I’ll Tell You What’s “Gateway” to Poor Behavior

by jhwygirl

The City of Missoula’s attempts to criminalize homelessness has reached a ridiculous crescendo. Downtown is a mess and don’t you know, it’s all the homeless’ fault. Not the drunks – served at downtown bars – who smash up downtown businesses. Not the drunks assaulting innocent pedestrians on their way home from the Big Sky Documentary Film Festival – nope..it’s those darn homeless.

Of latest debate is the ability of people to – yeah, get this – sit downtown. Because, you know, no one should be coming to Missoula Montana and have the audacity to sit. In downtown! Of all places!

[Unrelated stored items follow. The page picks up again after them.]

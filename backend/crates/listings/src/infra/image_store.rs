//! Disk-Backed Image Store
//!
//! Writes uploads into a directory the api binary serves statically.
//! Stored names are prefixed with a fresh UUID so client-chosen names
//! can never collide or overwrite each other.

use std::path::{Path, PathBuf};

use uuid::Uuid;

use crate::application::config::ListingsConfig;
use crate::domain::storage::{ImageStore, ImageUpload};
use crate::domain::value_object::image::ListingImage;
use crate::error::{ListingsError, ListingsResult};

/// Image store persisting to the local filesystem
#[derive(Clone)]
pub struct DiskImageStore {
    upload_dir: PathBuf,
    public_base: String,
}

impl DiskImageStore {
    pub fn new(config: &ListingsConfig) -> Self {
        Self {
            upload_dir: config.upload_dir.clone(),
            public_base: config.public_base.trim_end_matches('/').to_string(),
        }
    }

    /// Create the upload directory if it does not exist yet.
    /// Called once at startup.
    pub async fn ensure_dir(&self) -> ListingsResult<()> {
        tokio::fs::create_dir_all(&self.upload_dir)
            .await
            .map_err(|e| ListingsError::Storage(e.to_string()))
    }

    /// Reduce a client-supplied filename to a safe suffix: the final
    /// path component only, odd characters replaced.
    fn sanitize(filename: &str) -> String {
        let name = Path::new(filename)
            .file_name()
            .and_then(|n| n.to_str())
            .unwrap_or("");

        let cleaned: String = name
            .chars()
            .map(|c| {
                if c.is_ascii_alphanumeric() || matches!(c, '-' | '_' | '.') {
                    c
                } else {
                    '_'
                }
            })
            .collect();

        if cleaned.trim_matches(|c| c == '.' || c == '_').is_empty() {
            "image".to_string()
        } else {
            cleaned
        }
    }
}

impl ImageStore for DiskImageStore {
    async fn store(&self, upload: ImageUpload) -> ListingsResult<ListingImage> {
        let filename = format!("{}-{}", Uuid::new_v4(), Self::sanitize(&upload.filename));
        let path = self.upload_dir.join(&filename);

        tokio::fs::write(&path, &upload.bytes)
            .await
            .map_err(|e| ListingsError::Storage(e.to_string()))?;

        tracing::debug!(filename = %filename, bytes = upload.bytes.len(), "Stored image");

        Ok(ListingImage::new(
            format!("{}/{}", self.public_base, filename),
            filename,
        ))
    }
}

Dan Cederberg, a member of Mayor Engen’s downtown advisory committee, is quoted in this Missoulian article covering today’s committee meetings as saying that ‘the council has heard plenty of testimony that many people who sit downtown also end up harassing and intimidating people, so the act is a “gateway” to poor behavior. He said the result is a public safety issue the city must address.’

Sitting is a “gateway” to poor behavior?

Liberals and Progressives? Please phone home because your city is lost.

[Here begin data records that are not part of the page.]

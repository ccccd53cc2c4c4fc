//! Update Listing Use Case
//!
//! Applies owner edits and, when the request carried a new file,
//! swaps the stored image. The displaced file stays in storage; see
//! the note on `replace_image`.

use std::sync::Arc;

use auth::models::UserId;
use kernel::id::ListingId;

use crate::domain::entity::listing::{Listing, UpdateListingFields};
use crate::domain::repository::ListingRepository;
use crate::domain::services::authorize_listing_change;
use crate::domain::storage::{ImageStore, ImageUpload};
use crate::error::{ListingsError, ListingsResult};

/// Update listing input
pub struct UpdateListingInput {
    pub listing_id: ListingId,
    pub actor: UserId,
    pub fields: UpdateListingFields,
    /// Replacement image, if the form included one
    pub image: Option<ImageUpload>,
}

/// Update listing use case
pub struct UpdateListingUseCase<L, I>
where
    L: ListingRepository,
    I: ImageStore,
{
    repo: Arc<L>,
    images: Arc<I>,
}

impl<L, I> UpdateListingUseCase<L, I>
where
    L: ListingRepository,
    I: ImageStore,
{
    pub fn new(repo: Arc<L>, images: Arc<I>) -> Self {
        Self { repo, images }
    }

    pub async fn execute(&self, input: UpdateListingInput) -> ListingsResult<Listing> {
        let mut listing = self
            .repo
            .find_by_id(input.listing_id)
            .await?
            .ok_or(ListingsError::ListingNotFound)?;
        authorize_listing_change(&input.actor, &listing).require()?;

        listing.apply_update(input.fields);

        if let Some(upload) = input.image {
            let image = self.images.store(upload).await?;
            if let Some(old) = listing.replace_image(image) {
                // Nothing deletes the displaced file yet. TODO: sweep
                // orphaned uploads once the store grows a remove call.
                tracing::debug!(filename = %old.filename, "Replaced image left in storage");
            }
        }

        self.repo.update(&listing).await?;

        tracing::info!(listing_id = %listing.listing_id, "Listing updated");

        Ok(listing)
    }
}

I’ll tell you what is “gateway” behavior to a poor downtown lacking growth: Public officials and downtown businesses and commerce organizations standing by (because, you know, sitting is bad) with nary a whisper while one of the largest and most historic pieces of commerce real estate not only in Missoula but in western Montana is eyed as a viable site for the county public library.

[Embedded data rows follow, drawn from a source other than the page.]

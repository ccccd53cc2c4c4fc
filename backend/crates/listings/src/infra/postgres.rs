//! PostgreSQL Repository Implementations

use auth::models::UserId;
use chrono::{DateTime, Utc};
use kernel::id::{ListingId, ReviewId};
use sqlx::PgPool;
use uuid::Uuid;

use crate::domain::entity::{listing::Listing, review::Review};
use crate::domain::repository::{
    ListingDetail, ListingRepository, ReviewRepository, ReviewWithAuthor,
};
use crate::domain::value_object::{image::ListingImage, price::Price, rating::Rating};
use crate::error::{ListingsError, ListingsResult};

/// PostgreSQL-backed listings repository
#[derive(Clone)]
pub struct PgListingsRepository {
    pool: PgPool,
}

impl PgListingsRepository {
    pub fn new(pool: PgPool) -> Self {
        Self { pool }
    }
}

// ============================================================================
// Listing Repository Implementation
// ============================================================================

impl ListingRepository for PgListingsRepository {
    async fn create(&self, listing: &Listing) -> ListingsResult<()> {
        sqlx::query(
            r#"
            INSERT INTO listings (
                listing_id,
                owner_id,
                title,
                description,
                price,
                location,
                image_url,
                image_filename,
                created_at,
                updated_at
            ) VALUES ($1, $2, $3, $4, $5, $6, $7, $8, $9, $10)
            "#,
        )
        .bind(listing.listing_id.as_uuid())
        .bind(listing.owner_id.as_uuid())
        .bind(&listing.title)
        .bind(&listing.description)
        .bind(listing.price.amount())
        .bind(&listing.location)
        .bind(listing.image.as_ref().map(|i| i.url.as_str()))
        .bind(listing.image.as_ref().map(|i| i.filename.as_str()))
        .bind(listing.created_at)
        .bind(listing.updated_at)
        .execute(&self.pool)
        .await?;

        Ok(())
    }

    async fn find_by_id(&self, listing_id: ListingId) -> ListingsResult<Option<Listing>> {
        let row = sqlx::query_as::<_, ListingRow>(
            r#"
            SELECT
                listing_id,
                owner_id,
                title,
                description,
                price,
                location,
                image_url,
                image_filename,
                created_at,
                updated_at
            FROM listings
            WHERE listing_id = $1
            "#,
        )
        .bind(listing_id.as_uuid())
        .fetch_optional(&self.pool)
        .await?;

        Ok(row.map(|r| r.into_listing()))
    }

    async fn find_detail(&self, listing_id: ListingId) -> ListingsResult<Option<ListingDetail>> {
        let Some(row) = sqlx::query_as::<_, ListingDetailRow>(
            r#"
            SELECT
                l.listing_id,
                l.owner_id,
                l.title,
                l.description,
                l.price,
                l.location,
                l.image_url,
                l.image_filename,
                l.created_at,
                l.updated_at,
                u.user_name AS owner_name
            FROM listings l
            JOIN users u ON u.user_id = l.owner_id
            WHERE l.listing_id = $1
            "#,
        )
        .bind(listing_id.as_uuid())
        .fetch_optional(&self.pool)
        .await?
        else {
            return Ok(None);
        };

        let reviews = sqlx::query_as::<_, ReviewWithAuthorRow>(
            r#"
            SELECT
                r.review_id,
                r.listing_id,
                r.author_id,
                r.rating,
                r.comment,
                r.created_at,
                r.updated_at,
                u.user_name AS author_name
            FROM reviews r
            JOIN users u ON u.user_id = r.author_id
            WHERE r.listing_id = $1
            ORDER BY r.created_at ASC
            "#,
        )
        .bind(listing_id.as_uuid())
        .fetch_all(&self.pool)
        .await?;

        let (listing, owner_name) = row.into_parts();
        Ok(Some(ListingDetail {
            listing,
            owner_name,
            reviews: reviews.into_iter().map(|r| r.into_with_author()).collect(),
        }))
    }

    async fn list_all(&self) -> ListingsResult<Vec<Listing>> {
        let rows = sqlx::query_as::<_, ListingRow>(
            r#"
            SELECT
                listing_id,
                owner_id,
                title,
                description,
                price,
                location,
                image_url,
                image_filename,
                created_at,
                updated_at
            FROM listings
            ORDER BY created_at ASC
            "#,
        )
        .fetch_all(&self.pool)
        .await?;

        Ok(rows.into_iter().map(|r| r.into_listing()).collect())
    }

    async fn update(&self, listing: &Listing) -> ListingsResult<()> {
        // owner_id is never part of the SET list
        let updated = sqlx::query(
            r#"
            UPDATE listings SET
                title = $2,
                description = $3,
                price = $4,
                location = $5,
                image_url = $6,
                image_filename = $7,
                updated_at = $8
            WHERE listing_id = $1
            "#,
        )
        .bind(listing.listing_id.as_uuid())
        .bind(&listing.title)
        .bind(&listing.description)
        .bind(listing.price.amount())
        .bind(&listing.location)
        .bind(listing.image.as_ref().map(|i| i.url.as_str()))
        .bind(listing.image.as_ref().map(|i| i.filename.as_str()))
        .bind(listing.updated_at)
        .execute(&self.pool)
        .await?
        .rows_affected();

        if updated == 0 {
            return Err(ListingsError::ListingNotFound);
        }

        Ok(())
    }

    async fn delete(&self, listing_id: ListingId) -> ListingsResult<()> {
        // Reviews go with the listing via ON DELETE CASCADE
        sqlx::query("DELETE FROM listings WHERE listing_id = $1")
            .bind(listing_id.as_uuid())
            .execute(&self.pool)
            .await?;

        Ok(())
    }
}

// ============================================================================
// Review Repository Implementation
// ============================================================================

impl ReviewRepository for PgListingsRepository {
    async fn create_review(&self, review: &Review) -> ListingsResult<()> {
        sqlx::query(
            r#"
            INSERT INTO reviews (
                review_id,
                listing_id,
                author_id,
                rating,
                comment,
                created_at,
                updated_at
            ) VALUES ($1, $2, $3, $4, $5, $6, $7)
            "#,
        )
        .bind(review.review_id.as_uuid())
        .bind(review.listing_id.as_uuid())
        .bind(review.author_id.as_uuid())
        .bind(review.rating.value())
        .bind(&review.comment)
        .bind(review.created_at)
        .bind(review.updated_at)
        .execute(&self.pool)
        .await?;

        Ok(())
    }

    async fn find_review(&self, review_id: ReviewId) -> ListingsResult<Option<Review>> {
        let row = sqlx::query_as::<_, ReviewRow>(
            r#"
            SELECT
                review_id,
                listing_id,
                author_id,
                rating,
                comment,
                created_at,
                updated_at
            FROM reviews
            WHERE review_id = $1
            "#,
        )
        .bind(review_id.as_uuid())
        .fetch_optional(&self.pool)
        .await?;

        Ok(row.map(|r| r.into_review()))
    }

    async fn delete_review(&self, review_id: ReviewId) -> ListingsResult<()> {
        sqlx::query("DELETE FROM reviews WHERE review_id = $1")
            .bind(review_id.as_uuid())
            .execute(&self.pool)
            .await?;

        Ok(())
    }
}

// ============================================================================
// Row Types for sqlx mapping
// ============================================================================

fn image_from_columns(url: Option<String>, filename: Option<String>) -> Option<ListingImage> {
    match (url, filename) {
        (Some(url), Some(filename)) => Some(ListingImage { url, filename }),
        _ => None,
    }
}

#[derive(sqlx::FromRow)]
struct ListingRow {
    listing_id: Uuid,
    owner_id: Uuid,
    title: String,
    description: String,
    price: i64,
    location: String,
    image_url: Option<String>,
    image_filename: Option<String>,
    created_at: DateTime<Utc>,
    updated_at: DateTime<Utc>,
}

impl ListingRow {
    fn into_listing(self) -> Listing {
        Listing {
            listing_id: ListingId::from_uuid(self.listing_id),
            owner_id: UserId::from_uuid(self.owner_id),
            title: self.title,
            description: self.description,
            price: Price::from_db(self.price),
            location: self.location,
            image: image_from_columns(self.image_url, self.image_filename),
            created_at: self.created_at,
            updated_at: self.updated_at,
        }
    }
}

#[derive(sqlx::FromRow)]
struct ListingDetailRow {
    listing_id: Uuid,
    owner_id: Uuid,
    title: String,
    description: String,
    price: i64,
    location: String,
    image_url: Option<String>,
    image_filename: Option<String>,
    created_at: DateTime<Utc>,
    updated_at: DateTime<Utc>,
    owner_name: String,
}

impl ListingDetailRow {
    fn into_parts(self) -> (Listing, String) {
        let listing = Listing {
            listing_id: ListingId::from_uuid(self.listing_id),
            owner_id: UserId::from_uuid(self.owner_id),
            title: self.title,
            description: self.description,
            price: Price::from_db(self.price),
            location: self.location,
            image: image_from_columns(self.image_url, self.image_filename),
            created_at: self.created_at,
            updated_at: self.updated_at,
        };
        (listing, self.owner_name)
    }
}

#[derive(sqlx::FromRow)]
struct ReviewRow {
    review_id: Uuid,
    listing_id: Uuid,
    author_id: Uuid,
    rating: i16,
    comment: String,
    created_at: DateTime<Utc>,
    updated_at: DateTime<Utc>,
}

impl ReviewRow {
    fn into_review(self) -> Review {
        Review {
            review_id: ReviewId::from_uuid(self.review_id),
            listing_id: ListingId::from_uuid(self.listing_id),
            author_id: UserId::from_uuid(self.author_id),
            rating: Rating::from_db(self.rating),
            comment: self.comment,
            created_at: self.created_at,
            updated_at: self.updated_at,
        }
    }
}

#[derive(sqlx::FromRow)]
struct ReviewWithAuthorRow {
    review_id: Uuid,
    listing_id: Uuid,
    author_id: Uuid,
    rating: i16,
    comment: String,
    created_at: DateTime<Utc>,
    updated_at: DateTime<Utc>,
    author_name: String,
}

impl ReviewWithAuthorRow {
    fn into_with_author(self) -> ReviewWithAuthor {
        ReviewWithAuthor {
            review: Review {
                review_id: ReviewId::from_uuid(self.review_id),
                listing_id: ListingId::from_uuid(self.listing_id),
                author_id: UserId::from_uuid(self.author_id),
                rating: Rating::from_db(self.rating),
                comment: self.comment,
                created_at: self.created_at,
                updated_at: self.updated_at,
            },
            author_name: self.author_name,
        }
    }
}
//! Credential Verification
//!
//! `CredentialVerifier` is the seam between the login flow and the
//! credential store. The sign-in use case only knows this capability,
//! so the password scheme can change without touching the flow.
//!
//! Failures distinguish `UnknownUser` from `InvalidCredential` for
//! telemetry, but both render the same user-facing message. Login
//! responses must not reveal whether a user name is registered.

use std::sync::Arc;

use platform::password::ClearTextPassword;

use crate::domain::entity::user::User;
use crate::domain::repository::UserRepository;
use crate::domain::value_object::user_name::UserName;
use crate::error::{AuthError, AuthResult};

/// Capability to check a user name + password pair against stored credentials
#[trait_variant::make(CredentialVerifier: Send)]
pub trait LocalCredentialVerifier {
    /// Verify the pair, returning the matching user
    async fn verify_credentials(&self, user_name: &str, password: String) -> AuthResult<User>;
}

/// Argon2id-backed verifier reading users from a [`UserRepository`]
pub struct PasswordVerifier<U>
where
    U: UserRepository,
{
    user_repo: Arc<U>,
    pepper: Option<Vec<u8>>,
}

impl<U> PasswordVerifier<U>
where
    U: UserRepository,
{
    pub fn new(user_repo: Arc<U>, pepper: Option<Vec<u8>>) -> Self {
        Self { user_repo, pepper }
    }
}

impl<U> CredentialVerifier for PasswordVerifier<U>
where
    U: UserRepository + Send + Sync,
{
    async fn verify_credentials(&self, user_name: &str, password: String) -> AuthResult<User> {
        // A name that fails validation can never have been registered
        let user_name = UserName::new(user_name).map_err(|_| AuthError::UnknownUser)?;

        let user = self
            .user_repo
            .find_by_user_name(&user_name)
            .await?
            .ok_or(AuthError::UnknownUser)?;

        // Same reasoning for the password policy
        let password =
            ClearTextPassword::new(password).map_err(|_| AuthError::InvalidCredential)?;

        if !user.password_hash.verify(&password, self.pepper.as_deref()) {
            return Err(AuthError::InvalidCredential);
        }

        Ok(user)
    }
}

Let that sink in: the county friggin’ library. A non-tax paying entity taking up one of the largest contiguous parcels of downtown Missoula. A block and a half off of riverfront, and on the main bridged street through downtown?

And before the Friends of the Library come out and whine about me hating all books, I’ll pray that ya’all believe me when I say I’m a big fan of libraries and book reading. Frankly, more people should do it. Newspapers too. Everyone should read and do it often. As often as possible.

And I’m even OK if you sit while doing it!

Yeah – downtown Missoula is turning into a tax-free haven – let’s not forget the University either.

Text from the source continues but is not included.